Também o Ming Pao, veículo de posição centrista para o qual trabalhei quando era jornalista principiante, foi atacado no mês passado, quando um jornal pró-Pequim acusou um de seus colunistas de "assumir o papel do Apple Daily de incitar" o ódio às autoridades. Pelo menos seis repórteres jovens que conheço no jornal o deixaram e trocaram de profissão nos últimos seis meses.

Muitos dos jornalistas demitidos foram trabalhar em outras áreas. Alguns viraram motoristas de táxi ou entregadores de comida; outros estão temporariamente inativos ou deixaram Hong Kong.

As chamadas "linhas vermelhas" traçadas pela legislação de segurança —que proíbe atos de secessão, subversão, terrorismo e conluio com forças estrangeiras— são tão mal definidas que, segundo jornalistas que trabalham na mídia local, os chefes vêm tomando medidas de precaução. Entre elas há um inusitado aviso de isenção de responsabilidade publicado na seção de opinião do Ming Pao dizendo que os artigos publicados ali "não têm o intuito de incitar o ódio ou insatisfação" com o governo.

A autocensura é comum entre editores e repórteres. Alguns veículos alçaram a cargos seniores jornalistas veteranos vistos por alguns como mais moderados. O diretor de um canal teria dado ordens de eliminar reportagens publicadas online de teor possivelmente provocativo. Jornalistas falam de repórteres diligentes que faziam perguntas incômodas e cujos contratos de trabalho não foram renovados.

Burocratas se niores como John Lee, o poderoso secretário-chefe de Hong Kong, vêm travando guerra contra alguns veículos de imprensa que taxam de "maus elementos" e "maçãs podres". Mas Carrie Lam, a líder de Hong Kong, tem insistido em múltiplas ocasiões que a liberdade de imprensa continua intacta.

Um ex-repórter do Apple Daily, na casa dos 20 anos e procurando trabalho há meses, classifica o cenário de desanimador. Para ele, as autoridades estão procurando redefinir a liberdade de imprensa.
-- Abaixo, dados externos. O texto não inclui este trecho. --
#[cfg(test)]
mod tests {
    use formscope_tracking::{DirectionFlip, PlayerRecord};
    use rand::{Rng as _, SeedableRng as _};
    use rand_distr::{Distribution as _, Normal};
    use rand_pcg::Pcg64Mcg;

    use super::*;

    const TOLERANCE: f64 = 1e-9;

    fn label() -> FormationLabel {
        FormationLabel::new(TeamSide::Home, Phase::Attack)
    }

    fn lattice(points: &[(u32, f64, f64)], timestamp: f64) -> Lattice {
        let players = points
            .iter()
            .map(|&(number, x, y)| PlayerRecord::new(number, x, y))
            .collect::<Vec<_>>();
        Lattice::build(
            &players,
            &ExcludedRoles::default(),
            timestamp,
            DirectionFlip::Forward,
        )
        .unwrap()
    }

    /// Ten players on a 5 x 2 grid centered on the origin.
    fn grid() -> Vec<(u32, f64, f64)> {
        let mut points = vec![];
        let mut number = 2;
        for x in [-20.0, -10.0, 0.0, 10.0, 20.0] {
            for y in [-15.0, 15.0] {
                points.push((number, x, y));
                number += 1;
            }
        }
        points
    }

    fn shifted(points: &[(u32, f64, f64)], dx: f64, dy: f64) -> Vec<(u32, f64, f64)> {
        points.iter().map(|&(n, x, y)| (n, x + dx, y + dy)).collect()
    }

    fn assert_close(a: Vec2, b: Vec2, tolerance: f64) {
        assert!(
            (a.x - b.x).abs() < tolerance && (a.y - b.y).abs() < tolerance,
            "{a:?} != {b:?}"
        );
    }

    #[test]
    fn test_pair_indexing() {
        for n in 0..8 {
            let all = pairs(n).collect::<Vec<_>>();
            assert_eq!(all.len(), pair_count(n));
            for (i, &(from, to)) in all.iter().enumerate() {
                assert_eq!(pair_index(n, from, to), i);
            }
        }
    }

    #[test]
    fn test_identical_frames_reproduce_grid() {
        let mut builder = FormationBuilder::new(label(), ExcludedRoles::new([1]));
        for t in 0..3_u8 {
            builder.add(&lattice(&grid(), f64::from(t))).unwrap();
        }
        let formation = builder.finalize().unwrap();

        assert_eq!(formation.lattice_count(), 3);
        assert_eq!(formation.pids(), &[2, 3, 4, 5, 6, 7, 8, 9, 10, 11]);
        for (number, x, y) in grid() {
            assert_close(formation.position(number).unwrap(), Vec2::new(x, y), TOLERANCE);
        }
    }

    #[test]
    fn test_mismatched_roster_is_rejected() {
        let mut builder = FormationBuilder::new(label(), ExcludedRoles::default());
        builder.add(&lattice(&grid(), 0.0)).unwrap();
        builder.add(&lattice(&grid(), 1.0)).unwrap();

        let mut substituted = grid();
        substituted[4].0 = 18;
        let err = builder.add(&lattice(&substituted, 2.0)).unwrap_err();
        match err {
            FormationError::InputConsistency {
                expected,
                found,
                timestamp,
                ..
            } => {
                assert!(expected.index_of(6).is_some());
                assert!(found.index_of(18).is_some());
                assert!(found.index_of(6).is_none());
                assert_eq!(timestamp, 2.0);
            }
            FormationError::EmptyAggregation { .. } => panic!("unexpected error: {err}"),
        }
        // the rejected lattice leaves the builder untouched
        assert_eq!(builder.lattice_count(), 2);
        assert!(builder.add(&lattice(&grid(), 3.0)).is_ok());
    }

    #[test]
    fn test_missing_player_is_rejected() {
        let mut builder = FormationBuilder::new(label(), ExcludedRoles::default());
        builder.add(&lattice(&grid(), 0.0)).unwrap();
        let err = builder.add(&lattice(&grid()[1..], 1.0)).unwrap_err();
        assert!(matches!(err, FormationError::InputConsistency { .. }));
    }

    #[test]
    fn test_empty_formation_fails() {
        let builder = FormationBuilder::new(label(), ExcludedRoles::default());
        let err = builder.finalize().unwrap_err();
        assert_eq!(err, FormationError::EmptyAggregation { label: label() });
        assert_eq!(err.to_string(), "home_attack: no lattices to aggregate");
    }

    #[test]
    fn test_median_ignores_outlier_frame() {
        let base: [(u32, f64, f64); 4] =
            [(2, -10.0, 0.0), (5, 0.0, 8.0), (7, 0.0, -8.0), (9, 12.0, 0.0)];
        let mut outlier = base;
        outlier[3] = (9, 60.0, 25.0);

        let mut builder = FormationBuilder::new(label(), ExcludedRoles::default());
        for (t, points) in (0_u8..).zip([&base, &base, &outlier, &base, &base]) {
            builder.add(&lattice(points, f64::from(t))).unwrap();
        }
        let formation = builder.finalize().unwrap();

        let expected = Vec2::new(22.0, 0.0);
        assert_close(
            formation.node(2).unwrap().neighbour(9).unwrap().offset,
            expected,
            TOLERANCE,
        );
        let com = Vec2::new(0.5, 0.0);
        for (number, x, y) in base {
            assert_close(formation.position(number).unwrap(), Vec2::new(x, y) - com, TOLERANCE);
        }
    }

    #[test]
    fn test_even_count_median_is_midpoint() {
        let mut builder = FormationBuilder::new(label(), ExcludedRoles::default());
        builder.add(&lattice(&[(3, 0.0, 0.0), (4, 10.0, 0.0)], 0.0)).unwrap();
        builder.add(&lattice(&[(3, 0.0, 0.0), (4, 14.0, 2.0)], 1.0)).unwrap();
        let formation = builder.finalize().unwrap();
        let d = formation.node(3).unwrap().neighbour(4).unwrap();
        assert_eq!(d.offset, Vec2::new(12.0, 1.0));
        let back = formation.node(4).unwrap().neighbour(3).unwrap();
        assert_eq!(back.offset, Vec2::new(-12.0, -1.0));
    }

    #[test]
    fn test_reference_is_lowest_density() {
        let points = [(1, 0.0, 0.0), (2, 1.0, 0.0), (3, 10.0, 0.0), (4, 30.0, 0.0)];
        let build = |neighbours| {
            let mut builder =
                FormationBuilder::new(label(), ExcludedRoles::default()).with_neighbours(neighbours);
            builder.add(&lattice(&points, 0.0)).unwrap();
            builder.finalize().unwrap()
        };

        // nearest neighbour: 1 and 2 tie at 1.0, the lower number wins
        let formation = build(1);
        assert_eq!(formation.reference(), 1);
        assert_eq!(formation.local_density(4), Some(20.0));

        let formation = build(2);
        assert_eq!(formation.reference(), 2);
        assert_eq!(formation.density_ranking(), vec![2, 1, 3, 4]);

        let formation = build(DEFAULT_NEIGHBOURS);
        assert_eq!(formation.reference(), 3);
        assert_eq!(formation.local_density(3), Some(20.0));

        // more neighbours than players falls back to the farthest one
        let formation = build(10);
        assert_eq!(formation.reference(), 3);
        assert_eq!(formation.neighbours(), 10);
    }

    #[test]
    fn test_single_player_formation() {
        let mut builder = FormationBuilder::new(label(), ExcludedRoles::default());
        builder.add(&lattice(&[(6, 30.0, -4.0)], 0.0)).unwrap();
        let formation = builder.finalize().unwrap();
        assert_eq!(formation.reference(), 6);
        assert_eq!(formation.position(6), Some(Vec2::ZERO));
        assert_eq!(formation.local_density(6), Some(0.0));
    }

    #[test]
    fn test_result_is_centered_and_reference_independent() {
        let mut rng = Pcg64Mcg::seed_from_u64(17);
        let mut builder = FormationBuilder::new(label(), ExcludedRoles::default());
        for t in 0..40_u8 {
            let dx = rng.random_range(-30.0..30.0);
            let dy = rng.random_range(-20.0..20.0);
            builder.add(&lattice(&shifted(&grid(), dx, dy), f64::from(t))).unwrap();
        }
        let formation = builder.finalize().unwrap();

        let com = Vec2::centroid(formation.positions().map(|(_, p)| p)).unwrap();
        assert_close(com, Vec2::ZERO, 1e-9);

        let positions = formation.positions().collect::<Vec<_>>();
        for &anchor in formation.pids() {
            let anchored = formation.positions_anchored_at(anchor).unwrap();
            for (&(a, pa), &(b, pb)) in positions.iter().zip(&anchored) {
                assert_eq!(a, b);
                assert_close(pa, pb, 1e-6);
            }
            for i in 0..positions.len() {
                for j in i + 1..positions.len() {
                    let expected = (positions[j].1 - positions[i].1).length();
                    let actual = (anchored[j].1 - anchored[i].1).length();
                    assert!((expected - actual).abs() < 1e-6);
                }
            }
        }
        assert!(formation.positions_anchored_at(42).is_none());
    }

    #[test]
    fn test_noisy_tracking_converges_to_shape() {
        let mut rng = Pcg64Mcg::seed_from_u64(2019);
        let noise = Normal::new(0.0, 0.5).unwrap();
        let mut builder = FormationBuilder::new(label(), ExcludedRoles::default());
        for t in 0..201_u8 {
            let drift_x = rng.random_range(-25.0..25.0);
            let drift_y = rng.random_range(-10.0..10.0);
            let points = grid()
                .into_iter()
                .map(|(n, x, y)| {
                    (
                        n,
                        x + drift_x + noise.sample(&mut rng),
                        y + drift_y + noise.sample(&mut rng),
                    )
                })
                .collect::<Vec<_>>();
            builder.add(&lattice(&points, f64::from(t))).unwrap();
        }
        let formation = builder.finalize().unwrap();

        let com = Vec2::centroid(formation.positions().map(|(_, p)| p)).unwrap();
        assert_close(com, Vec2::ZERO, 1e-9);
        for (number, x, y) in grid() {
            assert_close(formation.position(number).unwrap(), Vec2::new(x, y), 0.5);
        }
    }
}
Por exemplo, em entrevistas coletivas, mais veículos estreitamente ligados ao governo são chamados para formular perguntas.

Muita coisa mudou desde que eu comecei como jornalista. Em 2012 testemunhei uma cena que fortaleceu minha ambição de ingressar na profissão: um jornalista perguntou ao então executivo-chefe Leung Chun-jing, em seu primeiro dia no novo cargo, se ele deixaria de responder às perguntas de jornalistas depois de ser eleito. Isso levou o líder, surpreso, a ficar mais tempo no local e responder a perguntas.​

Hoje, diz um jovem repórter da emissora pública RTHK que não quis ser identificado, cada palavra colocada em perguntas e reportagens é posta sob lupa.

Segundo ele, uma única palavra "errada" pode custar o emprego ou, ainda pior, levar alguém à prisão. O jornalista se limita a dizer a si mesmo, quando vê a prisão de um colega, que precisa trabalhar melhor para fazer sua parte também.